Domain model format¶
We will now translate this conceptual design into Chronicle's domain-modelling syntax. Chronicle domain models are specified in YAML, a complete model for the conceptual design can be written like this:
name: 'evidence'
attributes:
Content:
type: String
CmsId:
type: String
Title:
type: String
SearchParameter:
type: String
Reference:
type: String
Version:
type: Int
entities:
Question:
attributes:
- CmsId
- Content
Evidence:
attributes:
- SearchParameter
- Reference
Guidance:
attributes:
- Title
- Version
PublishedGuidance:
attributes: []
activities:
QuestionAsked:
attributes:
- Content
Researched:
attributes: []
Published:
attributes:
- Version
Revised:
attributes:
- CmsId
- Version
agents:
Person:
attributes:
- CmsId
Organization:
attributes:
- Title
roles:
- Stakeholder
- Author
- Researcher
- Editor
Name¶
A string that names your domain, used to coordinate deployments that require multiple namespaces.
name: "evidence"
Attributes¶
Attributes are used to assign additional data to the prov terms - Agent
,
Activity
and Entity
. They are defined by their name and Primitive type, one
of:
- String
- Int
- Bool
Attribute names should be meaningful to your domain - choose things like 'Title' or 'Description', they can be reused between any of prov terms - Entity, Activity and Agent.
attributes:
Content:
type: String
CmsId:
type: String
Title:
type: String
SearchParameter:
type: String
Reference:
type: String
Version:
type: Int
Agent¶
Using Chronicle's domain model definitions an Agent can be subtyped and associated with attributes like other provenance terms.
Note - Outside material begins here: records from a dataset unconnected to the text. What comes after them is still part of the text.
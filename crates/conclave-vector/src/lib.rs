//! Schema-configurable vector collection with auto-embedding on a
//! designated text field.

use std::marker::PhantomData;
use std::sync::{Arc, Mutex};
use std::time::Duration;

use async_trait::async_trait;
use rusqlite::{params, Connection, OptionalExtension};
use tokio::task;

/// Fixed embedding dimension (matches the original's `text-embedding-ada-002`).
pub const VECTOR_DIMENSION: usize = 1536;

const EMBED_MAX_ATTEMPTS: u32 = 5;
const EMBED_BASE_BACKOFF: Duration = Duration::from_millis(200);

#[derive(Debug, thiserror::Error)]
pub enum VectorError {
    #[error("sqlite error: {0}")]
    Sqlite(#[from] rusqlite::Error),
    #[error("store worker thread panicked: {0}")]
    Join(#[from] tokio::task::JoinError),
    #[error("record for key {0:?} is corrupt")]
    Corrupt(String, #[source] serde_json::Error),
    #[error("embedding provider returned {got} dimensions, expected {expected}")]
    DimensionMismatch { got: usize, expected: usize },
    #[error("embedding provider unavailable after {attempts} attempts: {source}")]
    EmbeddingUnavailable {
        attempts: u32,
        #[source]
        source: anyhow::Error,
    },
}

/// A record that can be embedded and stored. `key` is the primary key the
/// caller addresses it by; `embedding_text` is the field auto-embedded on
/// upsert.
pub trait Embeddable: serde::Serialize + serde::de::DeserializeOwned + Clone + Send + Sync + 'static {
    fn key(&self) -> String;
    fn embedding_text(&self) -> &str;
}

#[async_trait]
pub trait EmbeddingProvider: Send + Sync {
    async fn embed(&self, text: &str) -> anyhow::Result<Vec<f32>>;
    fn dimensions(&self) -> usize {
        VECTOR_DIMENSION
    }
}

async fn embed_with_retry(
    provider: &dyn EmbeddingProvider,
    text: &str,
) -> Result<Vec<f32>, VectorError> {
    let mut attempt = 0;
    loop {
        attempt += 1;
        match provider.embed(text).await {
            Ok(vector) => return Ok(vector),
            Err(err) if attempt < EMBED_MAX_ATTEMPTS => {
                let backoff = EMBED_BASE_BACKOFF * 2u32.pow(attempt - 1);
                tracing::warn!(attempt, %err, "embedding call failed, retrying");
                tokio::time::sleep(backoff).await;
            }
            Err(err) => {
                return Err(VectorError::EmbeddingUnavailable {
                    attempts: attempt,
                    source: err,
                })
            }
        }
    }
}

fn embedding_to_blob(vector: &[f32]) -> Vec<u8> {
    vector.iter().flat_map(|f| f.to_le_bytes()).collect()
}

fn blob_to_embedding(blob: &[u8]) -> Vec<f32> {
    blob.chunks_exact(4)
        .map(|c| f32::from_le_bytes([c[0], c[1], c[2], c[3]]))
        .collect()
}

/// An OpenAI-compatible `/embeddings` endpoint. Construction does not hit
/// the network; failures surface only from `embed`.
pub struct OpenAiEmbeddingProvider {
    client: reqwest::Client,
    base_url: String,
    api_key: String,
    model: String,
}

impl OpenAiEmbeddingProvider {
    pub fn new(api_key: impl Into<String>) -> Self {
        Self {
            client: reqwest::Client::new(),
            base_url: "https://api.openai.com/v1".to_string(),
            api_key: api_key.into(),
            model: "text-embedding-ada-002".to_string(),
        }
    }

    pub fn with_base_url(mut self, base_url: impl Into<String>) -> Self {
        self.base_url = base_url.into();
        self
    }

    pub fn with_model(mut self, model: impl Into<String>) -> Self {
        self.model = model.into();
        self
    }
}

#[derive(serde::Serialize)]
struct EmbeddingRequest<'a> {
    model: &'a str,
    input: &'a str,
}

#[derive(serde::Deserialize)]
struct EmbeddingResponse {
    data: Vec<EmbeddingDatum>,
}

#[derive(serde::Deserialize)]
struct EmbeddingDatum {
    embedding: Vec<f32>,
}

#[async_trait]
impl EmbeddingProvider for OpenAiEmbeddingProvider {
    async fn embed(&self, text: &str) -> anyhow::Result<Vec<f32>> {
        let resp = self
            .client
            .post(format!("{}/embeddings", self.base_url))
            .bearer_auth(&self.api_key)
            .json(&EmbeddingRequest {
                model: &self.model,
                input: text,
            })
            .send()
            .await?
            .error_for_status()?
            .json::<EmbeddingResponse>()
            .await?;

        resp.data
            .into_iter()
            .next()
            .map(|d| d.embedding)
            .ok_or_else(|| anyhow::anyhow!("embedding response had no data"))
    }
}

/// Deterministic hash-based embedding, no network call. Used when no real
/// embedding provider is configured (local agent runs, tests).
#[derive(Clone)]
pub struct StubEmbeddingProvider {
    dims: usize,
}

impl StubEmbeddingProvider {
    pub fn new(dims: usize) -> Self {
        Self { dims }
    }

    fn hash_to_unit_range(text: &str, index: usize) -> f32 {
        use sha2::{Digest, Sha256};
        let mut hasher = Sha256::new();
        hasher.update(text.as_bytes());
        hasher.update(index.to_le_bytes());
        let hash = hasher.finalize();
        let value = u32::from_le_bytes([hash[0], hash[1], hash[2], hash[3]]);
        (value as f32 / u32::MAX as f32) * 2.0 - 1.0
    }
}

impl Default for StubEmbeddingProvider {
    fn default() -> Self {
        Self::new(VECTOR_DIMENSION)
    }
}

#[async_trait]
impl EmbeddingProvider for StubEmbeddingProvider {
    async fn embed(&self, text: &str) -> anyhow::Result<Vec<f32>> {
        Ok((0..self.dims).map(|index| Self::hash_to_unit_range(text, index)).collect())
    }

    fn dimensions(&self) -> usize {
        self.dims
    }
}

fn init_sqlite_vec() {
    use rusqlite::ffi::{sqlite3, sqlite3_api_routines, sqlite3_auto_extension};

    type Sqlite3AutoExtFn =
        unsafe extern "C" fn(*mut sqlite3, *mut *mut i8, *const sqlite3_api_routines) -> i32;

    unsafe {
        sqlite3_auto_extension(Some(std::mem::transmute::<*const (), Sqlite3AutoExtFn>(
            sqlite_vec::sqlite3_vec_init as *const (),
        )));
    }
}

/// One collection of `T` records, auto-embedded on `upsert`.
pub struct VectorStore<T: Embeddable> {
    db: Arc<Mutex<Connection>>,
    embedder: Arc<dyn EmbeddingProvider>,
    table: String,
    _marker: PhantomData<T>,
}

impl<T: Embeddable> VectorStore<T> {
    pub fn open(
        path: &str,
        collection: &str,
        embedder: Arc<dyn EmbeddingProvider>,
    ) -> Result<Self, VectorError> {
        init_sqlite_vec();
        let conn = Connection::open(path)?;
        Self::from_connection(conn, collection, embedder)
    }

    pub fn open_in_memory(
        collection: &str,
        embedder: Arc<dyn EmbeddingProvider>,
    ) -> Result<Self, VectorError> {
        init_sqlite_vec();
        let conn = Connection::open_in_memory()?;
        Self::from_connection(conn, collection, embedder)
    }

    fn from_connection(
        conn: Connection,
        collection: &str,
        embedder: Arc<dyn EmbeddingProvider>,
    ) -> Result<Self, VectorError> {
        let table = conclave_schema_free_sanitize(collection);
        conn.execute(
            &format!(
                "CREATE TABLE IF NOT EXISTS {table} (\
                    rowid INTEGER PRIMARY KEY, \
                    key TEXT UNIQUE NOT NULL, \
                    document TEXT NOT NULL\
                )"
            ),
            [],
        )?;
        conn.execute(
            &format!(
                "CREATE VIRTUAL TABLE IF NOT EXISTS {table}_vec USING vec0(embedding float[{}])",
                embedder.dimensions()
            ),
            [],
        )?;
        Ok(Self {
            db: Arc::new(Mutex::new(conn)),
            embedder,
            table,
            _marker: PhantomData,
        })
    }

    pub async fn upsert(&self, record: T) -> Result<(), VectorError> {
        let embedding = embed_with_retry(self.embedder.as_ref(), record.embedding_text()).await?;
        if embedding.len() != self.embedder.dimensions() {
            return Err(VectorError::DimensionMismatch {
                got: embedding.len(),
                expected: self.embedder.dimensions(),
            });
        }

        let key = record.key();
        let document = serde_json::to_string(&record)
            .expect("serializing a well-formed record to JSON cannot fail");
        let blob = embedding_to_blob(&embedding);
        let table = self.table.clone();
        let db = Arc::clone(&self.db);

        task::spawn_blocking(move || {
            let mut conn = db.lock().expect("vector store mutex poisoned");
            let tx = conn.transaction()?;
            let existing_rowid: Option<i64> = tx
                .query_row(
                    &format!("SELECT rowid FROM {table} WHERE key = ?1"),
                    params![key],
                    |row| row.get(0),
                )
                .optional()?;

            let rowid = if let Some(rowid) = existing_rowid {
                tx.execute(
                    &format!("UPDATE {table} SET document = ?2 WHERE rowid = ?1"),
                    params![rowid, document],
                )?;
                tx.execute(
                    &format!("DELETE FROM {table}_vec WHERE rowid = ?1"),
                    params![rowid],
                )?;
                rowid
            } else {
                tx.execute(
                    &format!("INSERT INTO {table} (key, document) VALUES (?1, ?2)"),
                    params![key, document],
                )?;
                tx.last_insert_rowid()
            };

            tx.execute(
                &format!("INSERT INTO {table}_vec (rowid, embedding) VALUES (?1, ?2)"),
                params![rowid, blob],
            )?;
            tx.commit()?;
            Ok::<(), rusqlite::Error>(())
        })
        .await??;

        Ok(())
    }

    pub async fn get(&self, key: &str) -> Result<Option<T>, VectorError> {
        let table = self.table.clone();
        let key_owned = key.to_owned();
        let db = Arc::clone(&self.db);
        let document: Option<String> = task::spawn_blocking(move || {
            let conn = db.lock().expect("vector store mutex poisoned");
            conn.query_row(
                &format!("SELECT document FROM {table} WHERE key = ?1"),
                params![key_owned],
                |row| row.get(0),
            )
            .optional()
        })
        .await??;

        match document {
            None => Ok(None),
            Some(json) => serde_json::from_str(&json)
                .map(Some)
                .map_err(|e| VectorError::Corrupt(key.to_owned(), e)),
        }
    }

    pub async fn contains(&self, key: &str) -> Result<bool, VectorError> {
        Ok(self.get(key).await?.is_some())
    }

    pub async fn delete(&self, key: &str) -> Result<(), VectorError> {
        let table = self.table.clone();
        let key_owned = key.to_owned();
        let db = Arc::clone(&self.db);
        task::spawn_blocking(move || {
            let conn = db.lock().expect("vector store mutex poisoned");
            let rowid: Option<i64> = conn
                .query_row(
                    &format!("SELECT rowid FROM {table} WHERE key = ?1"),
                    params![key_owned],
                    |row| row.get(0),
                )
                .optional()?;
            if let Some(rowid) = rowid {
                conn.execute(
                    &format!("DELETE FROM {table}_vec WHERE rowid = ?1"),
                    params![rowid],
                )?;
                conn.execute(&format!("DELETE FROM {table} WHERE rowid = ?1"), params![rowid])?;
            }
            Ok::<(), rusqlite::Error>(())
        })
        .await??;
        Ok(())
    }

    pub async fn len(&self) -> Result<usize, VectorError> {
        let table = self.table.clone();
        let db = Arc::clone(&self.db);
        let count: i64 = task::spawn_blocking(move || {
            let conn = db.lock().expect("vector store mutex poisoned");
            conn.query_row(&format!("SELECT COUNT(*) FROM {table}"), [], |row| row.get(0))
        })
        .await??;
        Ok(count as usize)
    }

    /// Runs one nearest-neighbour query per `query_texts` and deduplicates
    /// hits by key across the batch, stable first-seen order.
    pub async fn search(&self, query_texts: &[String], top_k: usize) -> Result<Vec<T>, VectorError> {
        let mut seen = std::collections::HashSet::new();
        let mut ordered = Vec::new();

        for text in query_texts {
            let embedding = embed_with_retry(self.embedder.as_ref(), text).await?;
            let blob = embedding_to_blob(&embedding);
            let table = self.table.clone();
            let db = Arc::clone(&self.db);
            let rows: Vec<(String, String)> = task::spawn_blocking(move || {
                let conn = db.lock().expect("vector store mutex poisoned");
                let mut stmt = conn.prepare(&format!(
                    "SELECT t.key, t.document FROM {table}_vec v \
                     JOIN {table} t ON t.rowid = v.rowid \
                     WHERE v.embedding MATCH ?1 AND k = ?2 \
                     ORDER BY v.distance"
                ))?;
                let rows = stmt
                    .query_map(params![blob, top_k as i64], |row| {
                        Ok((row.get::<_, String>(0)?, row.get::<_, String>(1)?))
                    })?
                    .collect::<Result<Vec<_>, _>>()?;
                Ok::<_, rusqlite::Error>(rows)
            })
            .await??;

            for (key, document) in rows {
                if seen.insert(key.clone()) {
                    let record: T = serde_json::from_str(&document)
                        .map_err(|e| VectorError::Corrupt(key, e))?;
                    ordered.push(record);
                }
            }
        }

        Ok(ordered)
    }
}

/// Sanitises a collection name into a safe SQL identifier. Duplicated from
/// `conclave_schema::sanitize_name` rather than taken as a dependency: this
/// crate has no other reason to depend on the shared schema crate, and the
/// rule (alphanumeric-or-underscore) is a one-liner.
fn conclave_schema_free_sanitize(name: &str) -> String {
    name.chars()
        .map(|c| if c.is_ascii_alphanumeric() || c == '_' { c } else { '_' })
        .collect()
}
In the following example we define the two Agent subtypes, Person has an id from the CMS, Organization a text title.
agents:
Person:
attributes:
- CmsId
Organization:
attributes:
- Title
Entity¶
Using Chronicle's domain model definitions an Entity can be subtyped and associated with attributes like other provenance terms. In the following example we define the four Entity subtypes, Question has an id from the CMS and its content, Evidence the search parameters and reference. Guidance a title and version and PublishedGuidance needs no attributes.
entities:
Question:
attributes:
- CmsId
- Content
Evidence:
attributes:
- SearchParameter
- Reference
Guidance:
attributes:
- Title
- Version
PublishedGuidance:
attributes: []
Activity¶
Using Chronicle's domain model definitions an Activity can be subtyped and associated with attributes like other provenance terms. In the following example we define the four Activity subtypes, Question has an id from the CMS and its content, Evidence the search parameters and reference, Guidance a title and version and PublishedGuidance needs no attributes.
activities:
QuestionAsked:
attributes:
- Content
Researched:
attributes: []
Published:
attributes:
- Version
Revised:
attributes:
- CmsId
- Version
Role¶
Corresponding to actors in the example domain we specify the following roles:
roles:
- Stakeholder
- Author
- Researcher
- Editor
Supplying this as a YAML file to the Chronicle build image as documented in building chronicle will produce a well-typed API for your domain. The next step is then recording provenance.
Evolution¶
Redefinition of a Chronicle domain with existing data is possible, with some caveats:
Type removal¶
You can remove a prov term (Entity, Agent or Activity), but as Chronicle data is immutable it will still exist on the back end. Terms can still be returned via queries, but will be as their Untyped variant - ProvEntity, ProvAgent and ProvActivity and their attributes will no longer be available via GraphQL.
Attribute removal¶
You can remove an attribute, but again it will still exist in provenance you have already recorded.
Attribute addition¶
You can add new attributes, and add their values to both existing and new data.
This conforms to most reasonable models of interface and protocol evolution, where you should design for extension rather than modification.